* [What needs to be done] Scan each line of the records for the word "crate" and extract the ones that have it.

* [Data provided]
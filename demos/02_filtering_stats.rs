/// filtering and stats - drive a plan list view from one query call
use chrono::{NaiveDate, TimeZone, Utc};
use installment_plan_rs::{
    EventStore, InstallmentPlan, Money, PaymentFrequency, PlanFilter, PlanQuery,
    PlanTermsBuilder, SafeTimeProvider, SortDirection, SortKey, TimeSource, Uuid,
};

fn plan(
    name: &str,
    number: &str,
    total: i64,
    time: &SafeTimeProvider,
) -> InstallmentPlan {
    let terms = PlanTermsBuilder::new()
        .customer(Uuid::new_v4(), name)
        .sale(Uuid::new_v4())
        .total_amount(Money::from_major(total))
        .installments(4)
        .frequency(PaymentFrequency::Monthly)
        .start_date(NaiveDate::from_ymd_opt(2024, 6, 1).unwrap())
        .build()
        .unwrap();

    let mut events = EventStore::new();
    InstallmentPlan::create(terms, number.to_string(), time, &mut events).unwrap()
}

fn main() {
    let time = SafeTimeProvider::new(TimeSource::Test(
        Utc.with_ymd_and_hms(2024, 6, 1, 9, 0, 0).unwrap(),
    ));

    let plans = vec![
        plan("Maria Santos", "INST-0001", 50_000, &time),
        plan("Mario Rossi", "INST-0002", 75_000, &time),
        plan("Chen Wei", "INST-0003", 25_000, &time),
    ];

    let filter = PlanFilter::default()
        .with_query("mari")
        .sorted_by(SortKey::TotalAmount, SortDirection::Descending);

    let view = PlanQuery::run(&plans, &filter, &time);

    for plan in &view.plans {
        println!(
            "{} {} total {}",
            plan.plan_number, plan.terms.customer_name, plan.terms.total_amount
        );
    }
    println!(
        "total {} active {} value {} balance {}",
        view.stats.total, view.stats.active, view.stats.total_value, view.stats.total_balance_due
    );
}
pub mod generator;

use chrono::NaiveDate;
use serde::{Deserialize, Serialize};

use crate::decimal::Money;
use crate::types::EntryStatus;

pub use generator::InstallmentSchedule;

/// a single dated, amounted installment in a schedule
#[derive(Debug, Clone, PartialEq, Eq, Serialize, Deserialize)]
pub struct ScheduleEntry {
    /// 1-based sequence position
    pub number: u32,
    pub due_date: NaiveDate,
    pub amount: Money,
    pub status: EntryStatus,
}

impl ScheduleEntry {
    pub fn is_paid(&self) -> bool {
        self.status == EntryStatus::Paid
    }

    pub fn is_overdue(&self) -> bool {
        self.status == EntryStatus::Overdue
    }
}
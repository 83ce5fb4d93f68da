use chrono::{DateTime, NaiveDate, Utc};
use serde::{Deserialize, Serialize};

use crate::decimal::Money;
use crate::types::{PlanId, PlanStatus};

/// all events that can be emitted by a plan
#[derive(Debug, Clone, PartialEq, Serialize, Deserialize)]
pub enum Event {
    // lifecycle events
    PlanCreated {
        plan_id: PlanId,
        plan_number: String,
        total_amount: Money,
        first_payment: Money,
        number_of_installments: u32,
        timestamp: DateTime<Utc>,
    },
    PlanCompleted {
        plan_id: PlanId,
        total_paid: Money,
        timestamp: DateTime<Utc>,
    },
    PlanCancelled {
        plan_id: PlanId,
        balance_at_cancellation: Money,
        timestamp: DateTime<Utc>,
    },
    PlanDefaulted {
        plan_id: PlanId,
        balance_written_off: Money,
        reason: String,
        timestamp: DateTime<Utc>,
    },

    // payment events
    PaymentRecorded {
        plan_id: PlanId,
        amount: Money,
        new_total_paid: Money,
        new_balance_due: Money,
        next_payment_date: Option<NaiveDate>,
        timestamp: DateTime<Utc>,
    },
    ReminderSent {
        plan_id: PlanId,
        next_payment_date: Option<NaiveDate>,
        timestamp: DateTime<Utc>,
    },

    // status change events
    StatusChanged {
        plan_id: PlanId,
        old_status: PlanStatus,
        new_status: PlanStatus,
        reason: String,
        timestamp: DateTime<Utc>,
    },
}

/// event store for collecting events during operations
#[derive(Debug, Default)]
pub struct EventStore {
    events: Vec<Event>,
}

impl EventStore {
    pub fn new() -> Self {
        Self { events: Vec::new() }
    }

    pub fn emit(&mut self, event: Event) {
        self.events.push(event);
    }

    pub fn take_events(&mut self) -> Vec<Event> {
        std::mem::take(&mut self.events)
    }

    pub fn events(&self) -> &[Event] {
        &self.events
    }

    pub fn clear(&mut self) {
        self.events.clear();
    }
}
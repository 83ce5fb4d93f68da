/// quick start - preview an installment schedule before submitting a plan
use chrono::NaiveDate;
use installment_plan_rs::{
    InstallmentSchedule, Money, PaymentFrequency, PlanTermsBuilder, Uuid,
};

fn main() -> Result<(), Box<dyn std::error::Error>> {
    // a 90,000 sale: 30,000 down, the rest across two monthly payments
    let terms = PlanTermsBuilder::new()
        .customer(Uuid::new_v4(), "Jane Doe")
        .sale(Uuid::new_v4())
        .total_amount(Money::from_major(90_000))
        .first_payment(Money::from_major(30_000))
        .installments(3)
        .frequency(PaymentFrequency::Monthly)
        .start_date(NaiveDate::from_ymd_opt(2024, 1, 1).unwrap())
        .build()?;

    let schedule =
        InstallmentSchedule::generate_as_of(&terms, NaiveDate::from_ymd_opt(2024, 1, 1).unwrap())?;

    for entry in &schedule.entries {
        println!(
            "#{} due {} amount {} ({:?})",
            entry.number, entry.due_date, entry.amount, entry.status
        );
    }
    println!("total scheduled: {}", schedule.total_scheduled());

    Ok(())
}
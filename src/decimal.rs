use rust_decimal::Decimal;
use serde::{Deserialize, Serialize};
use std::fmt;
use std::ops::{Add, AddAssign, Div, Mul, Sub, SubAssign};
use std::str::FromStr;

/// Money type with 2 decimal places precision for cent-level accuracy
#[derive(Debug, Clone, Copy, PartialEq, Eq, PartialOrd, Ord, Serialize, Deserialize, Default)]
pub struct Money(Decimal);

impl Money {
    pub const ZERO: Money = Money(Decimal::ZERO);
    pub const ONE: Money = Money(Decimal::ONE);
    pub const CENT: Money = Money(Decimal::from_parts(1, 0, 0, false, 2));

    /// create from decimal
    pub fn from_decimal(d: Decimal) -> Self {
        Money(d.round_dp(2))
    }

    /// create from string with exact parsing
    pub fn from_str_exact(s: &str) -> Result<Self, rust_decimal::Error> {
        Ok(Money(Decimal::from_str(s)?.round_dp(2)))
    }

    /// create from integer amount (dollars, shillings, etc)
    pub fn from_major(amount: i64) -> Self {
        Money(Decimal::from(amount))
    }

    /// create from minor amount (cents)
    pub fn from_minor(amount: i64) -> Self {
        Money(Decimal::new(amount, 2))
    }

    /// get underlying decimal
    pub fn as_decimal(&self) -> Decimal {
        self.0
    }

    /// round to specified decimal places
    pub fn round_dp(&self, dp: u32) -> Self {
        Money(self.0.round_dp(dp))
    }

    /// truncate toward zero at cent precision, dropping sub-cent fractions
    pub fn floor_to_cent(&self) -> Self {
        Money(self.0.trunc_with_scale(2))
    }

    /// check if zero
    pub fn is_zero(&self) -> bool {
        self.0.is_zero()
    }

    /// check if strictly positive
    pub fn is_positive(&self) -> bool {
        !self.0.is_zero() && self.0.is_sign_positive()
    }

    /// check if strictly negative
    pub fn is_negative(&self) -> bool {
        !self.0.is_zero() && self.0.is_sign_negative()
    }

    /// absolute value
    pub fn abs(&self) -> Self {
        Money(self.0.abs())
    }

    /// minimum of two values
    pub fn min(self, other: Self) -> Self {
        Money(self.0.min(other.0))
    }

    /// maximum of two values
    pub fn max(self, other: Self) -> Self {
        Money(self.0.max(other.0))
    }
}

impl fmt::Display for Money {
    fn fmt(&self, f: &mut fmt::Formatter<'_>) -> fmt::Result {
        write!(f, "{}", self.0)
    }
}

impl FromStr for Money {
    type Err = rust_decimal::Error;

    fn from_str(s: &str) -> Result<Self, Self::Err> {
        Money::from_str_exact(s)
    }
}

impl From<Decimal> for Money {
    fn from(d: Decimal) -> Self {
        Money::from_decimal(d)
    }
}

impl From<i32> for Money {
    fn from(i: i32) -> Self {
        Money::from_major(i as i64)
    }
}

impl From<u32> for Money {
    fn from(i: u32) -> Self {
        Money::from_major(i as i64)
    }
}

impl Add for Money {
    type Output = Money;

    fn add(self, other: Money) -> Money {
        Money((self.0 + other.0).round_dp(2))
    }
}

impl AddAssign for Money {
    fn add_assign(&mut self, other: Money) {
        self.0 = (self.0 + other.0).round_dp(2);
    }
}

impl Sub for Money {
    type Output = Money;

    fn sub(self, other: Money) -> Money {
        Money((self.0 - other.0).round_dp(2))
    }
}

impl SubAssign for Money {
    fn sub_assign(&mut self, other: Money) {
        self.0 = (self.0 - other.0).round_dp(2);
    }
}

impl Mul<Decimal> for Money {
    type Output = Money;

    fn mul(self, other: Decimal) -> Money {
        Money((self.0 * other).round_dp(2))
    }
}

impl Div<Decimal> for Money {
    type Output = Money;

    fn div(self, other: Decimal) -> Money {
        Money((self.0 / other).round_dp(2))
    }
}

impl std::iter::Sum for Money {
    fn sum<I: Iterator<Item = Money>>(iter: I) -> Money {
        iter.fold(Money::ZERO, |acc, x| acc + x)
    }
}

* [Answer to the problem]
use crate::decimal::Money;
use crate::types::EntryStatus;
use crate::decimal::Money;
use crate::types::{PlanId, PlanStatus};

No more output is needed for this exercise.